Ten rok (2017) przeminął zdecydowanie pod hasłem: dzieci! I nie chodzi mi o to, że w naszym kraju padł rekord urodzeń. Po prostu w minionym roku chciałam mój czas i energię poświęcić naszym trzem małym urwisom.
One sprawiają, że czuję się bardzo szczęśliwa, obdarowana, a czasem…wykończona.( Niekończące się drobne, aczkolwiek uciążliwych infekcje, konflikty między rodzeństwem, niezaspokojona potrzeba uwagi, plus ząbkowanie itp.) Wieczorami, żeby odreagować, nagromadzoną przez cały dzień agresję, szyłam ręcznie kolorowe kropelki. Właściwie zaczęłam to robić już 2 lata temu, ale potem, jak to bywa z robótkami ręcznymi, były ważniejsze i pilniejsze sprawy. Do ich wytworzenia, wykorzystałam przetarte rajstopy, dziurawe skarpetki i nogawki od skróconych spodni- aż wstyd, że przechowuję takie rzeczy.
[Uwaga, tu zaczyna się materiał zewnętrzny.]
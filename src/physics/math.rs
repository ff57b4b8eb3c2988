//! Vector arithmetic and random sampling for the particle model

use bevy::prelude::{Deref, DerefMut};
use core::fmt;
use core::ops::{Add, AddAssign, Mul};
use rand::Rng;
use serde::{Deserialize, Serialize};

/// Scalar type for physics calculations (f64 for precision)
pub type Scalar = f64;

/// Raw 3D vector backing [`Vector3D`]
pub type Vector = bevy::math::DVec3;

/// A 3-component real vector used for positions, velocities and accelerations.
///
/// Binary operators return new values; [`Vector3D::accumulate`] is the only
/// mutating operation. Components are not checked for finiteness, so values
/// that overflow keep propagating through later arithmetic.
#[derive(Deref, DerefMut, Copy, Clone, Default, PartialEq, Debug)]
pub struct Vector3D(pub Vector);

impl Vector3D {
    pub const ZERO: Self = Self(Vector::ZERO);

    pub const fn new(x: Scalar, y: Scalar, z: Scalar) -> Self {
        Self(Vector::new(x, y, z))
    }

    pub const fn from_array(components: [Scalar; 3]) -> Self {
        Self(Vector::from_array(components))
    }

    #[inline]
    pub fn value(&self) -> Vector {
        self.0
    }

    /// Component-wise product with a scalar
    #[inline]
    pub fn scale(self, k: Scalar) -> Self {
        Self(self.0 * k)
    }

    /// In-place `self := self + other`, returning `self` for chaining
    #[inline]
    pub fn accumulate(&mut self, other: Self) -> &mut Self {
        self.0 += other.0;
        self
    }
}

impl From<Vector> for Vector3D {
    fn from(value: Vector) -> Self {
        Self(value)
    }
}

impl From<[Scalar; 3]> for Vector3D {
    fn from(value: [Scalar; 3]) -> Self {
        Self::from_array(value)
    }
}

impl Add for Vector3D {
    type Output = Vector3D;

    fn add(self, rhs: Self) -> Self::Output {
        Self(self.0 + rhs.0)
    }
}

impl AddAssign for Vector3D {
    fn add_assign(&mut self, rhs: Self) {
        self.accumulate(rhs);
    }
}

impl Mul<Scalar> for Vector3D {
    type Output = Vector3D;

    fn mul(self, rhs: Scalar) -> Self::Output {
        self.scale(rhs)
    }
}

impl fmt::Display for Vector3D {
    fn fmt(&self, f: &mut fmt::Formatter<'_>) -> fmt::Result {
        write!(f, "({:.2}, {:.2}, {:.2})", self.x, self.y, self.z)
    }
}

/// Closed interval of scalars used for every randomized parameter
#[derive(Serialize, Deserialize, Copy, Clone, Debug, PartialEq)]
pub struct Interval {
    pub min: Scalar,
    pub max: Scalar,
}

impl Interval {
    pub const fn new(min: Scalar, max: Scalar) -> Self {
        Self { min, max }
    }

    /// Degenerate interval containing a single value
    pub const fn point(value: Scalar) -> Self {
        Self::new(value, value)
    }

    pub fn is_finite(&self) -> bool {
        self.min.is_finite() && self.max.is_finite()
    }

    pub fn contains(&self, value: Scalar) -> bool {
        let (low, high) = if self.min <= self.max {
            (self.min, self.max)
        } else {
            (self.max, self.min)
        };
        (low..=high).contains(&value)
    }
}

/// Draws `min + (max - min) * u` with `u` uniform in `[0, 1)`.
///
/// Accepts `min == max` (always returns `min`) and `min > max` (samples the
/// reversed interval) without panicking.
pub fn uniform(rng: &mut impl Rng, interval: Interval) -> Scalar {
    let u: Scalar = rng.random();
    interval.min + (interval.max - interval.min) * u
}

/// Draws each axis independently from `interval`, in x, y, z order
pub fn random_vector(rng: &mut impl Rng, interval: Interval) -> Vector3D {
    let x = uniform(rng, interval);
    let y = uniform(rng, interval);
    let z = uniform(rng, interval);
    Vector3D::new(x, y, z)
}
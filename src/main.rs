use bevy::app::ScheduleRunnerPlugin;
use bevy::log::{Level, LogPlugin};
use bevy::prelude::*;
use clap::Parser;
use core::time::Duration;
use driftsim::SimulationPlugin;
use driftsim::cli::{self, Args};
use driftsim::config::SimulationConfig;

fn main() -> AppExit {
    let args = Args::parse();

    if args.list_presets {
        cli::handle_list_presets();
        return AppExit::Success;
    }

    let config = match cli::load_and_apply_config(&args) {
        Ok(config) => config,
        Err(e) => {
            eprintln!("Error: {e}");
            return AppExit::error();
        }
    };

    if args.print_config {
        return match config.to_toml() {
            Ok(toml_string) => {
                print!("{toml_string}");
                AppExit::Success
            }
            Err(e) => {
                eprintln!("Error: {e}");
                AppExit::error()
            }
        };
    }

    if args.save_config {
        match config.save_to_user_config() {
            Ok(path) => println!("Configuration saved to: {}", path.display()),
            Err(e) => {
                eprintln!("Error: {e}");
                return AppExit::error();
            }
        }
    }

    let log_level = if args.verbose {
        Level::DEBUG
    } else {
        Level::INFO
    };

    App::new()
        .add_plugins(MinimalPlugins.set(ScheduleRunnerPlugin::run_loop(tick_interval(&config))))
        .add_plugins(LogPlugin {
            level: log_level,
            ..default()
        })
        .add_plugins(SimulationPlugin::with_config(config))
        .run()
}

fn tick_interval(config: &SimulationConfig) -> Duration {
    config
        .reporting
        .ticks_per_second
        .map(|rate| Duration::from_secs_f64(1.0 / rate))
        .unwrap_or(Duration::ZERO)
}
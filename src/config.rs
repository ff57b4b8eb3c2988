//! Simulation configuration
//!
//! Defaults reproduce the classic random-forces setup. The
//! per-user file lives in the platform config directory (for example
//! `~/.config/driftsim/config.toml` on Linux) and can be overridden by
//! `DRIFTSIM__SECTION__FIELD` environment variables.

use crate::physics::{Force, Interval, Scalar, SimulationParameters, Vector3D};
use bevy::prelude::*;
use directories::ProjectDirs;
use serde::{Deserialize, Serialize};
use std::fmt;
use std::path::{Path, PathBuf};

const CONFIG_FILE_NAME: &str = "config.toml";
const ENVIRONMENT_PREFIX: &str = "DRIFTSIM";

/// Configuration errors
#[derive(Debug)]
pub enum ConfigError {
    /// The configuration sources could not be read or merged
    Load(String),
    /// A configuration file is not valid TOML for [`SimulationConfig`]
    Parse(String),
    /// A field holds a value the simulation cannot use
    InvalidValue { field: &'static str, reason: String },
    /// The configuration could not be written
    Save(String),
    /// No home directory to derive the per-user config location from
    NoConfigDirectory,
}

impl fmt::Display for ConfigError {
    fn fmt(&self, f: &mut fmt::Formatter<'_>) -> fmt::Result {
        match self {
            ConfigError::Load(msg) => write!(f, "Failed to load configuration: {msg}"),
            ConfigError::Parse(msg) => write!(f, "Failed to parse configuration: {msg}"),
            ConfigError::InvalidValue { field, reason } => {
                write!(f, "Invalid value for {field}: {reason}")
            }
            ConfigError::Save(msg) => write!(f, "Failed to save configuration: {msg}"),
            ConfigError::NoConfigDirectory => {
                write!(f, "Could not determine the user configuration directory")
            }
        }
    }
}

impl std::error::Error for ConfigError {}

impl From<config::ConfigError> for ConfigError {
    fn from(value: config::ConfigError) -> Self {
        ConfigError::Load(value.to_string())
    }
}

/// Named physics setups
#[derive(clap::ValueEnum, Copy, Clone, Debug, Default, PartialEq, Eq)]
#[value(rename_all = "snake_case")]
pub enum Preset {
    /// Random initial velocities and random constant forces per particle
    #[default]
    RandomForces,
    /// Particles at rest falling under one shared constant force
    Gravity,
}

impl Preset {
    pub const ALL: [Preset; 2] = [Preset::RandomForces, Preset::Gravity];

    pub fn name(&self) -> &'static str {
        match self {
            Preset::RandomForces => "random_forces",
            Preset::Gravity => "gravity",
        }
    }

    pub fn physics(&self) -> PhysicsConfig {
        match self {
            Preset::RandomForces => PhysicsConfig::default(),
            Preset::Gravity => PhysicsConfig {
                particle_count: 10,
                force_count: 0,
                initial_velocity_range: Interval::point(0.0),
                step_count: 100,
                constant_forces: vec![ForceConfig {
                    direction: [0.0, 0.0, -1.0],
                    magnitude: 0.1,
                }],
                ..PhysicsConfig::default()
            },
        }
    }
}

#[derive(Resource, Serialize, Deserialize, Clone, Debug, Default, PartialEq)]
#[serde(default)]
pub struct SimulationConfig {
    pub physics: PhysicsConfig,
    pub reporting: ReportingConfig,
}

/// A constant force given as raw components
#[derive(Serialize, Deserialize, Clone, Copy, Debug, PartialEq)]
pub struct ForceConfig {
    pub direction: [Scalar; 3],
    pub magnitude: Scalar,
}

impl From<ForceConfig> for Force {
    fn from(value: ForceConfig) -> Self {
        Force::new(Vector3D::from_array(value.direction), value.magnitude)
    }
}

#[derive(Serialize, Deserialize, Clone, Debug, PartialEq)]
#[serde(default)]
pub struct PhysicsConfig {
    /// Edge length `L` of the cube initial positions are drawn from
    pub domain_size: Scalar,
    pub particle_count: usize,
    pub force_count: usize,
    /// Drawn per particle and stored, never applied to motion
    pub dissipation_range: Interval,
    pub acceleration_range: Interval,
    /// Accepted for compatibility; unused
    pub velocity_range: Interval,
    pub initial_velocity_range: Interval,
    pub step_count: usize,
    pub initial_seed: Option<u64>,
    pub constant_forces: Vec<ForceConfig>,
}

impl Default for PhysicsConfig {
    fn default() -> Self {
        let parameters = SimulationParameters::default();
        Self {
            domain_size: parameters.domain_size,
            particle_count: parameters.particle_count,
            force_count: parameters.force_count,
            dissipation_range: parameters.dissipation_range,
            acceleration_range: parameters.acceleration_range,
            velocity_range: parameters.velocity_range,
            initial_velocity_range: parameters.initial_velocity_range,
            step_count: parameters.step_count,
            initial_seed: None,
            constant_forces: Vec::new(),
        }
    }
}

impl PhysicsConfig {
    pub fn to_parameters(&self) -> SimulationParameters {
        SimulationParameters {
            domain_size: self.domain_size,
            particle_count: self.particle_count,
            force_count: self.force_count,
            dissipation_range: self.dissipation_range,
            acceleration_range: self.acceleration_range,
            velocity_range: self.velocity_range,
            initial_velocity_range: self.initial_velocity_range,
            step_count: self.step_count,
            constant_forces: self.constant_forces.iter().copied().map(Force::from).collect(),
        }
    }

    fn validate(&self) -> Result<(), ConfigError> {
        if !self.domain_size.is_finite() {
            return Err(non_finite("physics.domain_size"));
        }

        let intervals = [
            ("physics.dissipation_range", self.dissipation_range),
            ("physics.acceleration_range", self.acceleration_range),
            ("physics.velocity_range", self.velocity_range),
            ("physics.initial_velocity_range", self.initial_velocity_range),
        ];
        for (field, interval) in intervals {
            if !interval.is_finite() {
                return Err(non_finite(field));
            }
        }

        for force in &self.constant_forces {
            if !force.magnitude.is_finite() || force.direction.iter().any(|c| !c.is_finite()) {
                return Err(non_finite("physics.constant_forces"));
            }
        }

        Ok(())
    }
}

#[derive(Serialize, Deserialize, Clone, Debug, PartialEq)]
#[serde(default)]
pub struct ReportingConfig {
    /// Pacing of the headless loop; `None` runs ticks back to back
    pub ticks_per_second: Option<f64>,
    /// Print every particle's position after each tick
    pub print_positions: bool,
}

impl Default for ReportingConfig {
    fn default() -> Self {
        Self {
            ticks_per_second: Some(5.0),
            print_positions: true,
        }
    }
}

impl ReportingConfig {
    fn validate(&self) -> Result<(), ConfigError> {
        match self.ticks_per_second {
            Some(rate) if !(rate.is_finite() && rate > 0.0) => Err(ConfigError::InvalidValue {
                field: "reporting.ticks_per_second",
                reason: format!("expected a positive number, got {rate}"),
            }),
            _ => Ok(()),
        }
    }
}

fn non_finite(field: &'static str) -> ConfigError {
    ConfigError::InvalidValue {
        field,
        reason: "value must be finite".to_string(),
    }
}

impl SimulationConfig {
    pub fn from_preset(preset: Preset) -> Self {
        Self {
            physics: preset.physics(),
            ..default()
        }
    }

    pub fn validate(&self) -> Result<(), ConfigError> {
        self.physics.validate()?;
        self.reporting.validate()
    }

    /// Load configuration from a file, falling back to defaults if the file doesn't exist
    pub fn load_or_default(path: impl AsRef<Path>) -> Self {
        let path = path.as_ref();
        match Self::load(path) {
            Ok(config) => config,
            Err(e) => {
                warn!("{e}. Using defaults.");
                Self::default()
            }
        }
    }

    /// Load configuration from a TOML file
    pub fn load(path: impl AsRef<Path>) -> Result<Self, ConfigError> {
        let path = path.as_ref();
        let content = std::fs::read_to_string(path)
            .map_err(|e| ConfigError::Load(format!("{}: {e}", path.display())))?;
        Self::from_toml(&content)
    }

    pub fn from_toml(content: &str) -> Result<Self, ConfigError> {
        toml::from_str(content).map_err(|e| ConfigError::Parse(e.to_string()))
    }

    pub fn to_toml(&self) -> Result<String, ConfigError> {
        toml::to_string_pretty(self).map_err(|e| ConfigError::Save(e.to_string()))
    }

    /// Save configuration to a file
    pub fn save(&self, path: impl AsRef<Path>) -> Result<(), ConfigError> {
        let path = path.as_ref();
        let content = self.to_toml()?;
        if let Some(parent) = path.parent() {
            std::fs::create_dir_all(parent)
                .map_err(|e| ConfigError::Save(format!("{}: {e}", parent.display())))?;
        }
        std::fs::write(path, content)
            .map_err(|e| ConfigError::Save(format!("{}: {e}", path.display())))
    }

    pub fn user_config_path() -> Option<PathBuf> {
        ProjectDirs::from("", "", "driftsim").map(|dirs| dirs.config_dir().join(CONFIG_FILE_NAME))
    }

    /// Layers defaults, the per-user config file and environment overrides
    pub fn load_layered(user_file: Option<&Path>) -> Result<Self, ConfigError> {
        let defaults = config::Config::try_from(&Self::default())?;

        let mut builder = config::Config::builder().add_source(defaults);
        if let Some(path) = user_file {
            builder = builder.add_source(config::File::from(path).required(false));
        }
        builder = builder.add_source(
            config::Environment::with_prefix(ENVIRONMENT_PREFIX)
                .prefix_separator("__")
                .separator("__")
                .try_parsing(true),
        );

        Ok(builder.build()?.try_deserialize()?)
    }

    /// Load the per-user configuration, falling back to defaults on any error
    pub fn load_from_user_config() -> Self {
        let path = Self::user_config_path();
        if path.is_none() {
            warn!("{}. Using defaults.", ConfigError::NoConfigDirectory);
        }

        match Self::load_layered(path.as_deref()) {
            Ok(config) => config,
            Err(e) => {
                warn!("{e}. Using defaults.");
                Self::default()
            }
        }
    }

    pub fn save_to_user_config(&self) -> Result<PathBuf, ConfigError> {
        let path = Self::user_config_path().ok_or(ConfigError::NoConfigDirectory)?;
        self.save(&path)?;
        Ok(path)
    }
}
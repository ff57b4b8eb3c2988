//! Simulation plugin - Self-contained plugin pattern
//!
//! Builds the [`Simulation`] resource from the configuration and advances it
//! one tick per app update until every tick has run, then requests exit.

use crate::config::SimulationConfig;
use crate::physics::simulation::Simulation;
use crate::report::{ConsoleReporter, SilentObserver, TrajectoryObserver};
use crate::resources::SharedRng;
use bevy::prelude::*;

mod physics;

pub use physics::{PhysicsSet, TickReporter};
use physics::{
    advance_simulation, exit_when_complete, log_simulation_summary, simulation_in_progress,
    warn_on_non_finite_positions,
};

pub struct SimulationPlugin {
    config: Option<SimulationConfig>,
}

impl SimulationPlugin {
    pub fn new() -> Self {
        Self { config: None }
    }

    pub fn with_config(config: SimulationConfig) -> Self {
        Self {
            config: Some(config),
        }
    }
}

impl Default for SimulationPlugin {
    fn default() -> Self {
        Self::new()
    }
}

impl Plugin for SimulationPlugin {
    fn build(&self, app: &mut App) {
        let config = self
            .config
            .clone()
            .unwrap_or_else(SimulationConfig::load_from_user_config);

        match config.to_toml() {
            Ok(toml_string) => {
                debug!("=== Current Configuration (TOML) ===\n{}", toml_string);
                debug!("=== End Configuration ===");
            }
            Err(e) => {
                error!("Failed to serialize configuration to TOML: {}", e);
            }
        }

        let mut rng = SharedRng::from_optional_seed(config.physics.initial_seed);
        let simulation = Simulation::new(config.physics.to_parameters(), &mut *rng);

        let reporter: Box<dyn TrajectoryObserver> = if config.reporting.print_positions {
            Box::new(ConsoleReporter::stdout())
        } else {
            Box::new(SilentObserver)
        };

        app.insert_resource(config);
        app.insert_resource(simulation);
        app.insert_resource(TickReporter(reporter));

        app.configure_sets(
            Update,
            (
                PhysicsSet::Integrate,
                PhysicsSet::Inspect,
                PhysicsSet::Finish,
            )
                .chain(),
        );

        app.add_systems(Startup, log_simulation_summary);
        app.add_systems(
            Update,
            (
                advance_simulation
                    .run_if(simulation_in_progress)
                    .in_set(PhysicsSet::Integrate),
                warn_on_non_finite_positions.in_set(PhysicsSet::Inspect),
                exit_when_complete.in_set(PhysicsSet::Finish),
            ),
        );
    }
}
Wypełnienie wyjęłam ze starej poduszki, która po wypraniu niestety straciła na objętości.
Cieszę się, że znalazłam sposób, żeby ochłonąć po dniu spędzonym z Dziećmi i wprowadzić do ich pokoju weselszy nastrój, szczególnie, gdy za oknem pogoda nie nastraja optymistycznie.